One day she followed the labyrinth of narrow alleyways to the very center and found herself at a bookstore for pilgrims, a site made famous and prosperous by the Hippie Trail of the Sixties. It was deep and tall and stretched back, back , back, filled with esoteric books and tools for the seeker. From what she had heard, it was more humble, more hidden, following the earthquake three years ago. She fumbled around and then requested a title from a small, dark man with wire rim glasses. He nodded, disappeared up, up three flights of stairs. Just when she was about to leave, he returned with a pink paperback. It was a stripped-down version of the beautiful antique illustrated one that she had hoped to find, like the one she had given her own daughter as a teenager. But she had always secretly known that her daughter had never read it, would not. She didn’t find pleasure in long afternoons of reading, preferring to sing and dance instead.
This one was for Preeti, the girl she had come to know only barely, but one whose education she had supported from the other side of the world, one month at a time. She had longed to give her everything. But most of all she dreamed of giving her a way out from the fear and disappointment of her alcoholic stepfather and her sad quiet mother who had escaped with broken teeth and no home or room to claim as her own.

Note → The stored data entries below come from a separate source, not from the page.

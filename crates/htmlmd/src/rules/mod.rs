//! Rule table for HTML to Markdown conversion.

mod defaults;
mod rule;

pub use defaults::default_rules;
pub use rule::{ReplacementFn, Rule, RuleError};

use indexmap::{IndexMap, IndexSet};

use crate::utilities::DEFAULT_IGNORED_TAGS;

/// Mapping from lowercase tag name to the rule that formats it
#[derive(Debug, Default)]
pub struct RuleTable {
    rules: IndexMap<String, Rule>,
}

impl RuleTable {
    /// An empty table: every tag is transparent
    pub fn new() -> Self {
        Self::default()
    }

    /// The built-in rules
    pub fn with_defaults() -> Self {
        default_rules()
    }

    /// Insert a rule, replacing any rule already registered for the tag
    pub fn insert(&mut self, tag: &str, rule: Rule) -> Option<Rule> {
        self.rules.insert(tag.to_lowercase(), rule)
    }

    /// Find the rule for a tag
    pub fn get(&self, tag: &str) -> Option<&Rule> {
        self.rules.get(tag.to_lowercase().as_str())
    }

    pub fn contains(&self, tag: &str) -> bool {
        self.get(tag).is_some()
    }

    /// Merge overrides into this table, later entries winning
    pub fn extend<I>(&mut self, overrides: I)
    where
        I: IntoIterator<Item = (String, Rule)>,
    {
        for (tag, rule) in overrides {
            self.insert(&tag, rule);
        }
    }

    pub fn tags(&self) -> impl Iterator<Item = &str> {
        self.rules.keys().map(String::as_str)
    }

    pub fn len(&self) -> usize {
        self.rules.len()
    }

    pub fn is_empty(&self) -> bool {
        self.rules.is_empty()
    }
}

/// Tags whose entire subtree is excluded from output.
///
/// Always contains the defaults; callers can add tags, never remove them.
#[derive(Debug, Clone)]
pub struct IgnoreSet {
    tags: IndexSet<String>,
}

impl IgnoreSet {
    pub fn new() -> Self {
        Self {
            tags: DEFAULT_IGNORED_TAGS.iter().map(|t| t.to_string()).collect(),
        }
    }

    /// Add a tag to the set
    pub fn insert(&mut self, tag: &str) -> bool {
        self.tags.insert(tag.trim().to_lowercase())
    }

    pub fn contains(&self, tag: &str) -> bool {
        self.tags.contains(tag.to_lowercase().as_str())
    }

    pub fn iter(&self) -> impl Iterator<Item = &str> {
        self.tags.iter().map(String::as_str)
    }
}

impl Default for IgnoreSet {
    fn default() -> Self {
        Self::new()
    }
}

impl<S: AsRef<str>> Extend<S> for IgnoreSet {
    fn extend<I: IntoIterator<Item = S>>(&mut self, iter: I) {
        for tag in iter {
            self.insert(tag.as_ref());
        }
    }
}
//! Converter - the main entry point for HTML to Markdown conversion.

use crate::context::ConversionContext;
use crate::node::Node;
use crate::rules::{IgnoreSet, Rule, RuleTable};
use crate::utilities::{escape_markdown, normalize_markdown};
use crate::walker::Walker;
use crate::{ConvertError, Result};

/// Default maximum element nesting depth accepted by a converter
pub const DEFAULT_MAX_DEPTH: usize = 512;

/// Options for Converter
#[derive(Debug, Clone, PartialEq, Eq)]
pub struct ConverterOptions {
    /// Tags ignored in addition to the defaults
    pub extra_ignored_tags: Vec<String>,

    /// Documents nested deeper than this are rejected before conversion
    pub max_depth: usize,
}

impl Default for ConverterOptions {
    fn default() -> Self {
        Self {
            extra_ignored_tags: Vec::new(),
            max_depth: DEFAULT_MAX_DEPTH,
        }
    }
}

/// Builder collecting options and rule overrides for a [`Converter`]
#[derive(Debug, Default)]
pub struct ConverterBuilder {
    options: ConverterOptions,
    overrides: Vec<(String, Rule)>,
}

impl ConverterBuilder {
    pub fn with_options(options: ConverterOptions) -> Self {
        Self {
            options,
            overrides: Vec::new(),
        }
    }

    /// Add or replace the rule for a tag
    pub fn add_rule(mut self, tag: &str, rule: Rule) -> Self {
        self.overrides.push((tag.to_lowercase(), rule));
        self
    }

    /// Drop a tag's entire subtree from the output
    pub fn ignore_tag(mut self, tag: &str) -> Self {
        self.options.extra_ignored_tags.push(tag.to_string());
        self
    }

    pub fn max_depth(mut self, max_depth: usize) -> Self {
        self.options.max_depth = max_depth;
        self
    }

    /// Apply a plugin
    pub fn use_plugin<F>(self, plugin: F) -> Self
    where
        F: FnOnce(Self) -> Self,
    {
        plugin(self)
    }

    pub fn build(self) -> Converter {
        let mut rules = RuleTable::with_defaults();
        rules.extend(self.overrides);

        let mut ignored = IgnoreSet::default();
        ignored.extend(&self.options.extra_ignored_tags);

        log::debug!("Converter initialized.");
        log::debug!("Ignore tags: {:?}", ignored.iter().collect::<Vec<_>>());

        Converter {
            options: self.options,
            rules,
            ignored,
        }
    }
}

/// Converts document trees to Markdown.
///
/// The rule table and ignore set are fixed when the converter is built, so a
/// converter can be shared across threads and reused for any number of
/// documents.
#[derive(Debug)]
pub struct Converter {
    options: ConverterOptions,
    rules: RuleTable,
    ignored: IgnoreSet,
}

impl Converter {
    /// Create a Converter with the default rules and ignore set
    pub fn new() -> Self {
        Self::builder().build()
    }

    /// Create a Converter with custom options
    pub fn with_options(options: ConverterOptions) -> Self {
        ConverterBuilder::with_options(options).build()
    }

    pub fn builder() -> ConverterBuilder {
        ConverterBuilder::default()
    }

    /// Convert a document tree to Markdown.
    ///
    /// The `body` element is used as the root when present, otherwise the
    /// tree's own root. Each direct child of the root is rendered with a
    /// fresh context and the result is normalized.
    pub fn convert(&self, document: &Node) -> Result<String> {
        log::info!("Starting HTML to Markdown conversion...");

        if !document.has_content() {
            return Err(ConvertError::InvalidInput(
                "Input HTML appears empty or contains no valid elements".to_string(),
            ));
        }

        let depth = document.depth();
        if depth > self.options.max_depth {
            return Err(ConvertError::DepthLimitExceeded {
                depth,
                limit: self.options.max_depth,
            });
        }

        let walker = Walker::new(&self.rules, &self.ignored);
        let markdown = match document {
            Node::Text(_) => walker.walk(document, ConversionContext::default()),
            Node::Element(root) => {
                let root = document.find_body().unwrap_or(root);
                walker.walk_nodes(&root.children, ConversionContext::default())
            }
        };

        let result = normalize_markdown(&markdown);
        log::info!("Conversion finished.");
        Ok(result)
    }

    /// Parse and convert an HTML string
    #[cfg(feature = "html")]
    pub fn convert_html(&self, html: &str) -> Result<String> {
        validate_input(html)?;
        let document = crate::html::parse_html(html);
        self.convert(&document)
    }

    /// Escape markdown special characters in a string
    pub fn escape(&self, text: &str) -> String {
        escape_markdown(text)
    }

    /// Get the current options
    pub fn options(&self) -> &ConverterOptions {
        &self.options
    }

    pub fn rules(&self) -> &RuleTable {
        &self.rules
    }

    pub fn ignored_tags(&self) -> &IgnoreSet {
        &self.ignored
    }
}

impl Default for Converter {
    fn default() -> Self {
        Self::new()
    }
}

/// Reject input that cannot hold any content
pub fn validate_input(html: &str) -> Result<()> {
    if html.trim().is_empty() {
        return Err(ConvertError::InvalidInput(
            "Input HTML content is empty or whitespace only".to_string(),
        ));
    }
    Ok(())
}
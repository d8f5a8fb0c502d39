//! Prompt-driven conversion session.

use std::fs;
use std::io::{self, BufRead, Write};
use std::path::Path;

use htmlmd::Converter;

/// Line that ends pasted HTML
const PASTE_TERMINATOR: &str = "---ENDHTML---";

/// Run a session on the process's stdin and stdout
pub fn run(converter: &Converter) -> io::Result<()> {
    let stdin = io::stdin();
    Session::new(converter, stdin.lock(), io::stdout()).run()
}

/// An interactive session over any line reader and writer
pub struct Session<'a, R, W> {
    converter: &'a Converter,
    input: R,
    output: W,
}

impl<'a, R: BufRead, W: Write> Session<'a, R, W> {
    pub fn new(converter: &'a Converter, input: R, output: W) -> Self {
        Self {
            converter,
            input,
            output,
        }
    }

    /// Loop until the user quits or input ends
    pub fn run(&mut self) -> io::Result<()> {
        writeln!(self.output, "\n--- Interactive HTML to Markdown Converter ---")?;

        loop {
            writeln!(self.output, "\nSelect input method:")?;
            writeln!(self.output, "  1. Provide HTML file path")?;
            writeln!(self.output, "  2. Paste HTML content directly")?;
            writeln!(self.output, "  q. Quit")?;
            let Some(choice) = self.prompt("Enter your choice (1, 2, or q): ")? else {
                break;
            };

            let html = match choice.to_lowercase().as_str() {
                "1" => match self.read_file()? {
                    Some(html) => html,
                    None => continue,
                },
                "2" => self.read_paste()?,
                "q" => {
                    writeln!(self.output, "Exiting converter.")?;
                    break;
                }
                _ => {
                    writeln!(self.output, "Invalid choice. Please enter 1, 2, or q.")?;
                    continue;
                }
            };

            if html.trim().is_empty() {
                log::warn!("Received empty HTML content. Skipping conversion.");
                continue;
            }

            let markdown = match self.converter.convert_html(&html) {
                Ok(markdown) => markdown,
                Err(err) => {
                    log::error!("HTML Conversion Error: {}", err);
                    writeln!(
                        self.output,
                        "Could not convert the provided HTML. Please check the input."
                    )?;
                    continue;
                }
            };

            writeln!(self.output, "\n--- Conversion Successful ---")?;
            self.deliver(&markdown)?;
        }

        Ok(())
    }

    /// Print a prompt and read one trimmed line, `None` at end of input
    fn prompt(&mut self, message: &str) -> io::Result<Option<String>> {
        write!(self.output, "{}", message)?;
        self.output.flush()?;
        self.read_line()
    }

    fn read_line(&mut self) -> io::Result<Option<String>> {
        let mut line = String::new();
        if self.input.read_line(&mut line)? == 0 {
            return Ok(None);
        }
        Ok(Some(line.trim().to_string()))
    }

    fn read_file(&mut self) -> io::Result<Option<String>> {
        loop {
            let Some(path) = self.prompt("Enter the path to the input HTML file: ")? else {
                return Ok(None);
            };
            if path.is_empty() {
                writeln!(self.output, "Input file path cannot be empty.")?;
                continue;
            }

            match fs::read_to_string(&path) {
                Ok(html) => {
                    log::info!("Reading HTML from: {}", path);
                    return Ok(Some(html));
                }
                Err(err) if err.kind() == io::ErrorKind::NotFound => {
                    log::error!("Input file not found at '{}'. Please try again.", path);
                }
                Err(err) => {
                    log::error!("Error reading file '{}': {}", path, err);
                    return Ok(None);
                }
            }
        }
    }

    fn read_paste(&mut self) -> io::Result<String> {
        writeln!(self.output, "Paste your HTML content below.")?;
        writeln!(
            self.output,
            "Type '{}' on a new line and press Enter when done:",
            PASTE_TERMINATOR
        )?;

        let mut lines = Vec::new();
        loop {
            let mut line = String::new();
            if self.input.read_line(&mut line)? == 0 {
                break;
            }
            let line = line.trim_end_matches(['\r', '\n']);
            if line.trim().eq_ignore_ascii_case(PASTE_TERMINATOR) {
                break;
            }
            lines.push(line.to_string());
        }

        log::info!("Received HTML content from paste.");
        Ok(lines.join("\n"))
    }

    /// Offer the converted Markdown for printing or saving
    fn deliver(&mut self, markdown: &str) -> io::Result<()> {
        loop {
            writeln!(self.output, "\nSelect output method:")?;
            writeln!(self.output, "  1. Print Markdown to console")?;
            writeln!(self.output, "  2. Save Markdown to file")?;
            writeln!(self.output, "  c. Cancel output (convert new input)")?;
            let Some(choice) = self.prompt("Enter your choice (1, 2, or c): ")? else {
                return Ok(());
            };

            match choice.to_lowercase().as_str() {
                "1" => {
                    writeln!(self.output, "\n--- Markdown Output ---")?;
                    writeln!(self.output, "{}", markdown)?;
                    writeln!(self.output, "--- End Markdown Output ---")?;
                    return Ok(());
                }
                "2" => {
                    if self.save(markdown)? {
                        return Ok(());
                    }
                    writeln!(self.output, "Returning to output options.")?;
                }
                "c" => {
                    writeln!(self.output, "Output cancelled.")?;
                    return Ok(());
                }
                _ => writeln!(self.output, "Invalid choice. Please enter 1, 2, or c.")?,
            }
        }
    }

    /// Save to a user-chosen path; false when the user gives up
    fn save(&mut self, markdown: &str) -> io::Result<bool> {
        loop {
            let Some(path) = self.prompt("Enter the path for the output Markdown file: ")? else {
                return Ok(false);
            };
            if path.is_empty() {
                writeln!(self.output, "Output file path cannot be empty.")?;
                continue;
            }

            let path = Path::new(&path);
            if path.exists() {
                let message = format!("File '{}' already exists. Overwrite? (y/N): ", path.display());
                let confirmed = self.prompt(&message)?.is_some_and(|a| a.eq_ignore_ascii_case("y"));
                if !confirmed {
                    writeln!(
                        self.output,
                        "Operation cancelled. Please choose a different file name."
                    )?;
                    continue;
                }
            }

            match write_markdown(path, markdown) {
                Ok(()) => {
                    writeln!(self.output, "Successfully saved Markdown to {}", path.display())?;
                    return Ok(true);
                }
                Err(err) => {
                    log::error!("Error writing file '{}': {}", path.display(), err);
                    let retry = self
                        .prompt("Failed to save. Try a different path? (y/N): ")?
                        .is_some_and(|a| a.eq_ignore_ascii_case("y"));
                    if !retry {
                        return Ok(false);
                    }
                }
            }
        }
    }
}

fn write_markdown(path: &Path, markdown: &str) -> io::Result<()> {
    if let Some(parent) = path.parent().filter(|p| !p.as_os_str().is_empty()) {
        if !parent.exists() {
            log::info!("Creating output directory: {}", parent.display());
            fs::create_dir_all(parent)?;
        }
    }
    log::info!("Writing Markdown to: {}", path.display());
    fs::write(path, markdown)
}

#[cfg(test)]
mod tests {
    use super::*;
    use std::io::Cursor;

    fn session_output(script: &str) -> String {
        let converter = Converter::new();
        let mut output = Vec::new();
        Session::new(&converter, Cursor::new(script.to_string()), &mut output)
            .run()
            .unwrap();
        String::from_utf8(output).unwrap()
    }

    #[test]
    fn test_paste_and_print() {
        let out = session_output("2\n<h1>Title</h1>\n<p>Body</p>\n---ENDHTML---\n1\nq\n");
        assert!(out.contains("--- Conversion Successful ---"));
        assert!(out.contains("--- Markdown Output ---\n# Title\n\nBody\n--- End Markdown Output ---"));
        assert!(out.contains("Exiting converter."));
    }

    #[test]
    fn test_paste_until_end_of_input() {
        let out = session_output("2\n<p>tail</p>");
        assert!(out.contains("--- Conversion Successful ---"));
    }

    #[test]
    fn test_invalid_choices_and_empty_paste() {
        let out = session_output("x\n2\n---ENDHTML---\nq\n");
        assert!(out.contains("Invalid choice. Please enter 1, 2, or q."));
        assert!(!out.contains("Conversion Successful"));
    }

    #[test]
    fn test_read_from_file_after_missing_path() {
        let dir = tempfile::tempdir().unwrap();
        let input = dir.path().join("page.html");
        fs::write(&input, "<ul><li>a</li></ul>").unwrap();
        let missing = dir.path().join("missing.html");

        let script = format!(
            "1\n\n{}\n{}\nc\nq\n",
            missing.display(),
            input.display()
        );
        let out = session_output(&script);
        assert!(out.contains("Input file path cannot be empty."));
        assert!(out.contains("--- Conversion Successful ---"));
        assert!(out.contains("Output cancelled."));
    }

    #[test]
    fn test_save_with_overwrite_confirmation() {
        let dir = tempfile::tempdir().unwrap();
        let target = dir.path().join("nested").join("out.md");

        let script = format!(
            "2\n<p>first</p>\n---ENDHTML---\n2\n{path}\nq\n",
            path = target.display()
        );
        session_output(&script);
        assert_eq!(fs::read_to_string(&target).unwrap(), "first");

        // Declining the overwrite asks again; the second answer accepts
        let script = format!(
            "2\n<p>second</p>\n---ENDHTML---\n2\n{path}\nn\n{path}\ny\nq\n",
            path = target.display()
        );
        let out = session_output(&script);
        assert!(out.contains("Operation cancelled. Please choose a different file name."));
        assert_eq!(fs::read_to_string(&target).unwrap(), "second");
    }
}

As she paid for the book, this treasure, she felt right, right right. But when she gave it away she felt even better. A pink, paperback copy of A Secret Garden. Hardly an object to be worshipped and savored, in her country of used book stores and garage sale finds. But Preeti grabbed it, kissed it, refused to offer to loan it to the other children who were already asking. She clung to it in every photo, proudly announcing that it was hers, hers, hers.
Top image by GTMDreams Photos, CC BY-NC-SA 2.0 license
Of Mothers, Daughters, and a Preeti Lama
I used to think that my legacy as a daughter centered on shoes and clothes. But, in all fairness, there is more to the story. Years ago, after my father’s death, my mother started sponsoring little girls in developing countries. Mother never knew that she was a feminist, but it sort of oozed out through the seams of her Midwest life. Letters from Mexico, from India, from points unknown to her festooned her bulletin board and fridge, along with colorful photos of weddings and celebrations. She doted on her girls.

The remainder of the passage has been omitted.